WHAT IS REQUIRED:
Repeat the entries shown below with every word and mark intact.

Collected data:
########################################

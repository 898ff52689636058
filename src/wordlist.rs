use std::{
    fs::File,
    io::{BufRead, BufReader, Read},
    path::{Path, PathBuf},
};

use log::debug;

pub use crate::error::{Error, Result};

/// Longest line accepted by default, the terminating newline included.
pub const DEFAULT_MAX_LINE_LENGTH: usize = 2048;

/// Where wordlist bytes come from.
pub trait WordlistReader {
    /// Opens the wordlist at `path` for buffered reading.
    fn open(&self, path: &Path) -> Result<Box<dyn BufRead>>;
}

/// Reads wordlists from the local filesystem.
pub struct FsReader;

impl WordlistReader for FsReader {
    fn open(&self, path: &Path) -> Result<Box<dyn BufRead>> {
        let file = File::open(path)?;
        Ok(Box::new(BufReader::new(file)))
    }
}

/// One line of a wordlist, `CODE<TAB>WORD<LF>`.
///
/// Both fields are raw bytes, a wordlist doesn't have to be UTF-8.
#[derive(Clone, Debug, PartialEq, Eq)]
pub struct WordlistEntry {
    /// The dice roll code, kept as written. Nothing looks words up by it.
    pub code: Vec<u8>,
    pub word: Vec<u8>,
}

impl WordlistEntry {
    /// Parses a raw line, newline included. `line_number` is only used in errors.
    pub fn parse(line: &[u8], line_number: usize) -> Result<WordlistEntry> {
        let tab = line
            .iter()
            .position(|b| *b == b'\t')
            .ok_or(Error::MalformedLine(line_number, "missing tab"))?;

        let rest = &line[tab + 1..];
        let newline = rest
            .iter()
            .position(|b| *b == b'\n')
            .ok_or(Error::MalformedLine(line_number, "missing newline"))?;

        Ok(WordlistEntry {
            code: line[..tab].to_vec(),
            word: rest[..newline].to_vec(),
        })
    }
}

/// Parses every line of `input`. Stops at the first bad line, nothing partial is returned.
pub fn parse_entries<R: BufRead>(mut input: R, max_line_length: usize) -> Result<Vec<WordlistEntry>> {
    let mut entries = vec![];
    let mut line = Vec::with_capacity(64);
    let limit = (max_line_length as u64).saturating_add(1);

    loop {
        line.clear();
        let read = input.by_ref().take(limit).read_until(b'\n', &mut line)?;
        if read == 0 {
            break;
        }

        let line_number = entries.len() + 1;
        if line.len() > max_line_length {
            return Err(Error::LineTooLong(line_number, max_line_length));
        }

        entries.push(WordlistEntry::parse(&line, line_number)?);
    }

    Ok(entries)
}

/// A parsed wordlist. Never changed after loading, a new file means a new store.
pub struct WordlistStore {
    pub(crate) path: PathBuf,
    pub(crate) words: Vec<Vec<u8>>,
}

impl WordlistStore {
    /// Loads a wordlist from disk with the default line length limit.
    pub fn load(path: &Path) -> Result<WordlistStore> {
        WordlistStore::load_with(&FsReader, path, DEFAULT_MAX_LINE_LENGTH)
    }

    /// Loads a wordlist through `reader`.
    ///
    /// Fails with [`Error::EmptyWordlist`] when the file holds no lines, so a
    /// successfully loaded store always has at least one word.
    pub fn load_with<R: WordlistReader + ?Sized>(
        reader: &R,
        path: &Path,
        max_line_length: usize,
    ) -> Result<WordlistStore> {
        let input = reader.open(path)?;
        let entries = parse_entries(input, max_line_length)?;

        if entries.is_empty() {
            return Err(Error::EmptyWordlist);
        }

        debug!("loaded {} words from {}", entries.len(), path.display());

        Ok(WordlistStore {
            path: path.to_path_buf(),
            words: entries.into_iter().map(|entry| entry.word).collect(),
        })
    }

    pub fn path(&self) -> &Path {
        &self.path
    }

    pub fn len(&self) -> usize {
        self.words.len()
    }

    pub fn is_empty(&self) -> bool {
        self.words.is_empty()
    }

    pub fn words(&self) -> &[Vec<u8>] {
        &self.words
    }

    /// True if this store was loaded from exactly `path`, compared byte for byte.
    pub fn is_from(&self, path: &Path) -> bool {
        self.path.as_os_str() == path.as_os_str()
    }
}

#[cfg(test)]
#[path = "tests/wordlist.rs"]
mod wordlist_tests;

########################################

ANSWER AREA:
repository 898ff52689636058
filename src/wordlist.rs
use std::{
    fs::File,
    io::{BufRead, BufReader, Read},
    path::{Path, PathBuf},
};

use log::debug;

pub use crate::error::{Error, Result};

/// Longest line accepted by default, the terminating newline included.
pub const DEFAULT_MAX_LINE_LENGTH: usize = 2048;

/// Where wordlist bytes come from.
pub trait WordlistReader {
    /// Opens the wordlist at `path` for buffered reading.
    fn open(&self, path: &Path) -> Result<Box<dyn BufRead>>;
}

/// Reads wordlists from the local filesystem.
pub struct FsReader;

impl WordlistReader for FsReader {
    fn open(&self, path: &Path) -> Result<Box<dyn BufRead>> {
        let file = File::open(path)?;
        Ok(Box::new(BufReader::new(file)))
    }
}

/// One line of a wordlist, `CODE<TAB>WORD<LF>`.
///
/// Both fields are raw bytes, a wordlist doesn't have to be UTF-8.
#[derive(Clone, Debug, PartialEq, Eq)]
pub struct WordlistEntry {
    /// The dice roll code, kept as written. Nothing looks words up by it.
    pub code: Vec<u8>,
    pub word: Vec<u8>,
}

impl WordlistEntry {
    /// Parses a raw line, newline included. `line_number` is only used in errors.
    pub fn parse(line: &[u8], line_number: usize) -> Result<WordlistEntry> {
        let tab = line
            .iter()
            .position(|b| *b == b'\t')
            .ok_or(Error::MalformedLine(line_number, "missing tab"))?;

        let rest = &line[tab + 1..];
        let newline = rest
            .iter()
            .position(|b| *b == b'\n')
            .ok_or(Error::MalformedLine(line_number, "missing newline"))?;

        Ok(WordlistEntry {
            code: line[..tab].to_vec(),
            word: rest[..newline].to_vec(),
        })
    }
}

/// Parses every line of `input`. Stops at the first bad line, nothing partial is returned.
pub fn parse_entries<R: BufRead>(mut input: R, max_line_length: usize) -> Result<Vec<WordlistEntry>> {
    let mut entries = vec![];
    let mut line = Vec::with_capacity(64);
    let limit = (max_line_length as u64).saturating_add(1);

    loop {
        line.clear();
        let read = input.by_ref().take(limit).read_until(b'\n', &mut line)?;
        if read == 0 {
            break;
        }

        let line_number = entries.len() + 1;
        if line.len() > max_line_length {
            return Err(Error::LineTooLong(line_number, max_line_length));
        }

        entries.push(WordlistEntry::parse(&line, line_number)?);
    }

    Ok(entries)
}

/// A parsed wordlist. Never changed after loading, a new file means a new store.
pub struct WordlistStore {
    pub(crate) path: PathBuf,
    pub(crate) words: Vec<Vec<u8>>,
}

impl WordlistStore {
    /// Loads a wordlist from disk with the default line length limit.
    pub fn load(path: &Path) -> Result<WordlistStore> {
        WordlistStore::load_with(&FsReader, path, DEFAULT_MAX_LINE_LENGTH)
    }

    /// Loads a wordlist through `reader`.
    ///
    /// Fails with [`Error::EmptyWordlist`] when the file holds no lines, so a
    /// successfully loaded store always has at least one word.
    pub fn load_with<R: WordlistReader + ?Sized>(
        reader: &R,
        path: &Path,
        max_line_length: usize,
    ) -> Result<WordlistStore> {
        let input = reader.open(path)?;
        let entries = parse_entries(input, max_line_length)?;

        if entries.is_empty() {
            return Err(Error::EmptyWordlist);
        }

        debug!("loaded {} words from {}", entries.len(), path.display());

        Ok(WordlistStore {
            path: path.to_path_buf(),
            words: entries.into_iter().map(|entry| entry.word).collect(),
        })
    }

    pub fn path(&self) -> &Path {
        &self.path
    }

    pub fn len(&self) -> usize {
        self.words.len()
    }

    pub fn is_empty(&self) -> bool {
        self.words.is_empty()
    }

    pub fn words(&self) -> &[Vec<u8>] {
        &self.words
    }

    /// True if this store was loaded from exactly `path`, compared byte for byte.
    pub fn is_from(&self, path: &Path) -> bool {
        self.path.as_os_str() == path.as_os_str()
    }
}

#[cfg(test)]
#[path = "tests/wordlist.rs"]
mod wordlist_tests;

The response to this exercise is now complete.